Vantaggi e svantaggi dell’estrazione con CO2
La CO2 è un gas utilizzato nell’industria alimentare da anni per l’estrazione di oli essenziali, quindi la tecnica è perfezionata e garantisce un’efficacia senza precedenti. A questo vantaggio si aggiunge la purezza raggiunta mediante questo solvente per la sua capacità di estrazione, e il fatto di non essere tossico per la salute.
Tuttavia, le attrezzature per la sua esecuzione sono molto più costose, quindi questo metodo viene solitamente impiegato più a livello industriale che individuale, in laboratori avanzati e ben forniti per questo. Inoltre, la pericolosità di lavorare con un gas è ancora presente.
Estrazione di CBD con oli

Estrarre i cannabinoidi del CBD dai nostri semi di cannabis è la tecnica più semplice per realizzare olio in casa e per principianti, poiché non richiede l’uso di sostanze tossiche o sistemi complessi. Il solvente più utilizzato per questo tipo di estrazione di CBD è l’olio d’oliva, anche se sono molto popolari anche quello di cocco e l’olio di semi di canapa.

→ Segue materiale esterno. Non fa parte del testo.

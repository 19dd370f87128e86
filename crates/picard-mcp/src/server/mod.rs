//! Picard HTTP server.
//!
//! The embedded OAuth 2.0 authorization server issues codes and tokens; the
//! same process serves the bearer-protected memory tools over REST and MCP
//! JSON-RPC.

pub mod api;
pub mod auth;
pub mod oauth;
pub mod transport;

use std::net::SocketAddr;
use std::sync::Arc;

use axum::Router;

use crate::client::{CompletionProvider, EmbeddingProvider, LlmClient};
use crate::config::Config;
use crate::db::SqliteStore;
use crate::memory::{InMemoryMemoryStore, MemoryRepository};
use crate::users::{InMemoryUserStore, UserRepository};
use oauth::{InMemoryOAuthStore, OAuthRepository};
use transport::HttpState;

/// The three persistence seams, backed by one storage choice.
#[derive(Clone)]
pub struct Repositories {
    pub oauth: Arc<dyn OAuthRepository>,
    pub users: Arc<dyn UserRepository>,
    pub memories: Arc<dyn MemoryRepository>,
}

impl Repositories {
    /// Process-local stores; everything is lost on exit.
    #[must_use]
    pub fn in_memory() -> Self {
        Self {
            oauth: Arc::new(InMemoryOAuthStore::new()),
            users: Arc::new(InMemoryUserStore::new()),
            memories: Arc::new(InMemoryMemoryStore::new()),
        }
    }

    /// All three seams over one SQLite pool.
    #[must_use]
    pub fn sqlite(store: SqliteStore) -> Self {
        let store = Arc::new(store);
        Self { oauth: store.clone(), users: store.clone(), memories: store }
    }

    /// SQLite when `DATABASE_URL` is set, in-memory otherwise.
    ///
    /// # Errors
    ///
    /// Returns error if the database cannot be opened.
    pub async fn from_config(config: &Config) -> anyhow::Result<Self> {
        match config.database_url.as_deref() {
            Some(url) => {
                let store = SqliteStore::connect(url)
                    .await
                    .map_err(|e| anyhow::anyhow!("Failed to open database: {e}"))?;
                Ok(Self::sqlite(store))
            }
            None => {
                tracing::warn!("DATABASE_URL is not set; using in-memory storage");
                Ok(Self::in_memory())
            }
        }
    }
}

impl std::fmt::Debug for Repositories {
    fn fmt(&self, f: &mut std::fmt::Formatter<'_>) -> std::fmt::Result {
        f.debug_struct("Repositories").finish_non_exhaustive()
    }
}

/// Picard memory server.
pub struct PicardServer {
    port: u16,
    state: Arc<HttpState>,
}

impl PicardServer {
    /// Create a server over explicit repositories and LLM providers.
    #[must_use]
    pub fn new(
        config: &Config,
        repos: Repositories,
        embedder: Arc<dyn EmbeddingProvider>,
        completer: Arc<dyn CompletionProvider>,
    ) -> Self {
        Self {
            port: config.port,
            state: Arc::new(HttpState::new(config, repos, embedder, completer)),
        }
    }

    /// Create a server from configuration, using the OpenAI-compatible client
    /// for both embeddings and completions.
    ///
    /// # Errors
    ///
    /// Returns error if storage or the HTTP client cannot be initialised.
    pub async fn from_config(config: &Config) -> anyhow::Result<Self> {
        if !config.has_llm_api_key() {
            tracing::warn!("OPENAI_API_KEY is not set; upstream calls will be unauthenticated");
        }
        let repos = Repositories::from_config(config).await?;
        let llm = Arc::new(LlmClient::new(config)?);
        Ok(Self::new(config, repos, llm.clone(), llm))
    }

    /// Shared handler state.
    #[must_use]
    pub fn state(&self) -> Arc<HttpState> {
        Arc::clone(&self.state)
    }

    /// The full HTTP router.
    #[must_use]
    pub fn router(&self) -> Router {
        transport::create_router(self.state())
    }

    /// Run the server in HTTP mode.
    ///
    /// # Errors
    ///
    /// Returns error on server failure.
    pub async fn run_http(self) -> anyhow::Result<()> {
        tracing::info!("Starting Picard server on port {}", self.port);
        tracing::info!("Registered {} tools", self.state.tools.len());

        Arc::clone(&self.state.oauth).start_cleanup_task();

        let router = self.router();
        let addr = SocketAddr::from(([0, 0, 0, 0], self.port));

        tracing::info!(issuer = %self.state.base_url, "HTTP server listening on http://{}", addr);

        let listener = tokio::net::TcpListener::bind(addr).await?;
        axum::serve(listener, router).with_graceful_shutdown(shutdown_signal()).await?;

        tracing::info!("HTTP server shut down");
        Ok(())
    }
}

impl std::fmt::Debug for PicardServer {
    fn fmt(&self, f: &mut std::fmt::Formatter<'_>) -> std::fmt::Result {
        f.debug_struct("PicardServer").field("port", &self.port).finish_non_exhaustive()
    }
}

async fn shutdown_signal() {
    if let Err(e) = tokio::signal::ctrl_c().await {
        tracing::error!(error = %e, "Failed to listen for shutdown signal");
        std::future::pending::<()>().await;
    }
    tracing::info!("Received shutdown signal");
}
//! Bearer token extraction for protected routes.

use std::sync::Arc;

use axum::extract::FromRequestParts;
use axum::http::request::Parts;
use axum::http::{HeaderMap, header};

use super::oauth::Identity;
use super::transport::HttpState;
use crate::error::{AuthError, ToolError};

/// The token from an `Authorization: Bearer ...` header. The scheme is
/// case-insensitive (RFC 7235 §2.1).
#[must_use]
pub fn bearer_token(headers: &HeaderMap) -> Option<&str> {
    let value = headers.get(header::AUTHORIZATION)?.to_str().ok()?;
    let (scheme, token) = value.split_once(' ')?;
    if !scheme.eq_ignore_ascii_case("bearer") {
        return None;
    }
    let token = token.trim();
    (!token.is_empty()).then_some(token)
}

/// Extractor resolving the bearer token to the caller's [`Identity`].
///
/// Scope checks are left to the handler, since they depend on the operation.
#[derive(Debug, Clone)]
pub struct Authenticated(pub Identity);

impl FromRequestParts<Arc<HttpState>> for Authenticated {
    type Rejection = ToolError;

    async fn from_request_parts(
        parts: &mut Parts,
        state: &Arc<HttpState>,
    ) -> Result<Self, Self::Rejection> {
        let token = bearer_token(&parts.headers)
            .ok_or_else(|| AuthError::invalid_token("Missing bearer token"))?;
        let identity = state.oauth.authenticate_bearer(token).await?;
        Ok(Self(identity))
    }
}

Il primo passo consiste nel decarbossilare il materiale vegetale per attivarne tutte le proprietà tramite il calore. Successivamente, occorre aggiungere l’olio al materiale decarbossilato per riscaldare la miscela a circa 100 gradi Celsius per circa due ore, durante le quali il CBD verrà estratto gradualmente in modo automatico.
Vantaggi e svantaggi dell’estrazione con oli
Il motivo principale per cui si sceglie questa tecnica per l’estrazione del CBD è il suo basso costo per realizzarla su piccola scala. Si guadagna anche in sicurezza, poiché questi oli non sono infiammabili né tossici per la salute. Inoltre, gli oli aggiungono proprietà al CBD come gli acidi grassi omega.
Tuttavia, l’esecuzione di un processo di estrazione mediante oli comporta la creazione di un prodotto di CBD meno puro e con qualità più limitate. Il metodo così come spiegato qui non è appropriato per l’estrazione commerciale. Allo stesso modo, mescolandosi con l’olio, il periodo di vita utile del prodotto è minore, quindi sarà necessario dargli un adeguato stoccaggio.